### [Exercise description]
Only lines that contain the word "global" belong in the answer; copy them from the records below.

### [Material supplied]
————————
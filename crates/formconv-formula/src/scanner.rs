//! Formula tokenizer
//!
//! Tokens borrow from the formula text: numbers and string literals are
//! copied to the output verbatim, so the scanner only checks their shape.

use std::fmt;

use crate::error::{CompileErrorKind, Position};

/// Token types
#[derive(Debug, Clone, Copy, PartialEq, Eq)]
pub(crate) enum Token<'a> {
    /// Identifier; function names may contain `-` between words (`string-length`)
    Ident(&'a str),
    /// Integer or float literal, as written
    Number(&'a str),
    /// String literal including its quotes
    Str(&'a str),
    /// Operator or delimiter
    Punct(&'static str),
    /// End of input
    Eof,
}

impl fmt::Display for Token<'_> {
    fn fmt(&self, f: &mut fmt::Formatter<'_>) -> fmt::Result {
        match self {
            Token::Ident(s) => write!(f, "identifier \"{s}\""),
            Token::Number(s) => write!(f, "number {s}"),
            Token::Str(s) => write!(f, "string {s}"),
            Token::Punct(s) => write!(f, "\"{s}\""),
            Token::Eof => f.write_str("end of formula"),
        }
    }
}

/// A token together with the position of its first character
#[derive(Debug, Clone, Copy, PartialEq, Eq)]
pub(crate) struct Spanned<'a> {
    pub token: Token<'a>,
    pub pos: Position,
}

/// Scanner error: what and where
pub(crate) type ScanError = (Position, CompileErrorKind);

const TWO_CHAR_PUNCT: [&str; 5] = ["==", "!=", "<=", ">=", ".."];
const ONE_CHAR_PUNCT: [&str; 14] = [
    "(", ")", ",", "$", "{", "}", ".", "+", "-", "*", "=", "!", "<", ">",
];

pub(crate) struct Scanner<'a> {
    input: &'a str,
    pos: usize,
    line: usize,
    column: usize,
}

impl<'a> Scanner<'a> {
    pub fn new(input: &'a str) -> Self {
        Self {
            input,
            pos: 0,
            line: 1,
            column: 1,
        }
    }

    /// Scan the next token
    pub fn next_token(&mut self) -> Result<Spanned<'a>, ScanError> {
        self.skip_whitespace();
        let pos = self.position();

        let Some(c) = self.peek_char() else {
            return Ok(Spanned {
                token: Token::Eof,
                pos,
            });
        };

        let token = if c.is_alphabetic() || c == '_' {
            Token::Ident(self.scan_identifier())
        } else if c.is_ascii_digit()
            || (c == '.' && self.peek_char_at(1).is_some_and(|c| c.is_ascii_digit()))
        {
            Token::Number(self.scan_number())
        } else if c == '"' || c == '\'' {
            Token::Str(self.scan_string(c).map_err(|kind| (self.position(), kind))?)
        } else {
            Token::Punct(self.scan_punct().ok_or((pos, CompileErrorKind::InvalidChar(c)))?)
        };
        Ok(Spanned { token, pos })
    }

    /// Scan a word; dashed words (`string-length`) only name functions, so
    /// the dash is kept only when the word is followed by `(`
    fn scan_identifier(&mut self) -> &'a str {
        let start = self.pos;
        self.skip_word();

        let input = self.input;
        let rest = &input[self.pos..];
        let dashed = dashed_len(rest);
        if dashed > 0 && rest[dashed..].trim_start().starts_with('(') {
            let end = self.pos + dashed;
            while self.pos < end {
                self.advance();
            }
        }
        &self.input[start..self.pos]
    }

    fn skip_word(&mut self) {
        while self.peek_char().is_some_and(is_word_char) {
            self.advance();
        }
    }

    fn scan_number(&mut self) -> &'a str {
        let start = self.pos;
        self.skip_digits();
        if self.peek_char() == Some('.') {
            self.advance();
            self.skip_digits();
        }
        if matches!(self.peek_char(), Some('e' | 'E')) {
            let sign = matches!(self.peek_char_at(1), Some('+' | '-'));
            let digit_at = if sign { 2 } else { 1 };
            if self.peek_char_at(digit_at).is_some_and(|c| c.is_ascii_digit()) {
                for _ in 0..digit_at {
                    self.advance();
                }
                self.skip_digits();
            }
        }
        &self.input[start..self.pos]
    }

    fn skip_digits(&mut self) {
        while self.peek_char().is_some_and(|c| c.is_ascii_digit()) {
            self.advance();
        }
    }

    /// Scan a quoted literal, validating its escape sequences
    fn scan_string(&mut self, quote: char) -> Result<&'a str, CompileErrorKind> {
        let start = self.pos;
        self.advance();
        loop {
            match self.peek_char() {
                None | Some('\n') => return Err(CompileErrorKind::UnterminatedString),
                Some(c) if c == quote => {
                    self.advance();
                    return Ok(&self.input[start..self.pos]);
                }
                Some('\\') => {
                    self.advance();
                    self.scan_escape(quote)?;
                }
                Some(_) => self.advance(),
            }
        }
    }

    fn scan_escape(&mut self, quote: char) -> Result<(), CompileErrorKind> {
        let Some(c) = self.peek_char() else {
            return Err(CompileErrorKind::UnterminatedString);
        };
        match c {
            'a' | 'b' | 'f' | 'n' | 'r' | 't' | 'v' | '\\' => {
                self.advance();
                Ok(())
            }
            c if c == quote => {
                self.advance();
                Ok(())
            }
            '0'..='7' => {
                let value = self.scan_digits(3, 8)?;
                if value > 255 {
                    return Err(CompileErrorKind::InvalidEscape);
                }
                Ok(())
            }
            'x' | 'u' | 'U' => {
                self.advance();
                let count = match c {
                    'x' => 2,
                    'u' => 4,
                    _ => 8,
                };
                let value = self.scan_digits(count, 16)?;
                if c != 'x' && char::from_u32(value).is_none() {
                    return Err(CompileErrorKind::InvalidEscape);
                }
                Ok(())
            }
            _ => Err(CompileErrorKind::InvalidEscape),
        }
    }

    /// Consume exactly `count` digits in `radix`
    fn scan_digits(&mut self, count: usize, radix: u32) -> Result<u32, CompileErrorKind> {
        let mut value: u32 = 0;
        for _ in 0..count {
            let digit = self
                .peek_char()
                .and_then(|c| c.to_digit(radix))
                .ok_or(CompileErrorKind::InvalidEscape)?;
            value = value
                .checked_mul(radix)
                .and_then(|v| v.checked_add(digit))
                .ok_or(CompileErrorKind::InvalidEscape)?;
            self.advance();
        }
        Ok(value)
    }

    fn scan_punct(&mut self) -> Option<&'static str> {
        let rest = &self.input[self.pos..];
        let punct = TWO_CHAR_PUNCT
            .iter()
            .chain(ONE_CHAR_PUNCT.iter())
            .find(|p| rest.starts_with(**p))?;
        for _ in 0..punct.len() {
            self.advance();
        }
        Some(*punct)
    }

    fn position(&self) -> Position {
        Position {
            line: self.line,
            column: self.column,
        }
    }

    fn peek_char(&self) -> Option<char> {
        self.input[self.pos..].chars().next()
    }

    fn peek_char_at(&self, offset: usize) -> Option<char> {
        self.input[self.pos..].chars().nth(offset)
    }

    fn advance(&mut self) {
        if let Some(c) = self.peek_char() {
            self.pos += c.len_utf8();
            if c == '\n' {
                self.line += 1;
                self.column = 1;
            } else {
                self.column += 1;
            }
        }
    }

    fn skip_whitespace(&mut self) {
        while self.peek_char().is_some_and(char::is_whitespace) {
            self.advance();
        }
    }
}

fn is_word_char(c: char) -> bool {
    c.is_alphanumeric() || c == '_'
}

/// Byte length of the `-word` segments at the start of `rest`
fn dashed_len(rest: &str) -> usize {
    let mut len = 0;
    loop {
        let Some(segment) = rest[len..].strip_prefix('-') else {
            return len;
        };
        if !segment.starts_with(char::is_alphabetic) {
            return len;
        }
        let word = segment.find(|c: char| !is_word_char(c)).unwrap_or(segment.len());
        len += 1 + word;
    }
}
//! From a decoded xlsform to an AJF document

use formconv_core::{decode, Workbook, XlsForm};
use tracing::debug;

use crate::builder::NodeBuilder;
use crate::choices::build_origins;
use crate::document::{Document, NodeType};
use crate::error::ConvertResult;
use crate::ids::assign_ids;
use crate::preprocess::preprocess_groups;
use crate::settings::process_settings;
use crate::translation::build_translations;
use crate::validate::{check_choices, check_names, check_types};

/// Convert a decoded xlsform
///
/// Stops at the first error.
///
/// # Example
/// ```rust
/// use formconv::{convert, decode, Workbook};
///
/// let workbook = Workbook::new()
///     .with_sheet("survey", &[&["type", "name", "label"], &["text", "q1", "Name?"]])
///     .unwrap()
///     .with_sheet("choices", &[&["list name", "name", "label"]])
///     .unwrap();
///
/// let doc = convert(&decode(&workbook).unwrap()).unwrap();
/// assert_eq!(doc.nodes[0].name, "form");
/// assert_eq!(doc.nodes[0].nodes[0].id, 1001);
/// ```
pub fn convert(form: &XlsForm) -> ConvertResult<Document> {
    check_types(&form.survey)?;
    check_names(&form.survey)?;

    let (choices_origins, choices) = build_origins(&form.choices);
    check_choices(&form.survey, &form.choices, &choices)?;

    let survey = preprocess_groups(&form.survey)?;
    let global = NodeBuilder::new(&form.tables).build_group(&survey)?;

    let mut nodes = global.nodes;
    for node in &mut nodes {
        if node.node_type == NodeType::Group {
            node.node_type = NodeType::Slide;
        }
    }
    assign_ids(&mut nodes, 0)?;

    let doc = Document {
        choices_origins,
        nodes,
        string_identifier: process_settings(&form.settings)?,
        translations: build_translations(form)?,
    };
    debug!(
        slides = doc.nodes.len(),
        origins = doc.choices_origins.len(),
        languages = doc.translations.len(),
        "converted form"
    );
    Ok(doc)
}

/// Decode and convert a workbook
pub fn convert_workbook(workbook: &Workbook) -> ConvertResult<Document> {
    convert(&decode(workbook)?)
}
————————
### [Output for this task]
    let global = NodeBuilder::new(&form.tables).build_group(&survey)?;
    let mut nodes = global.nodes;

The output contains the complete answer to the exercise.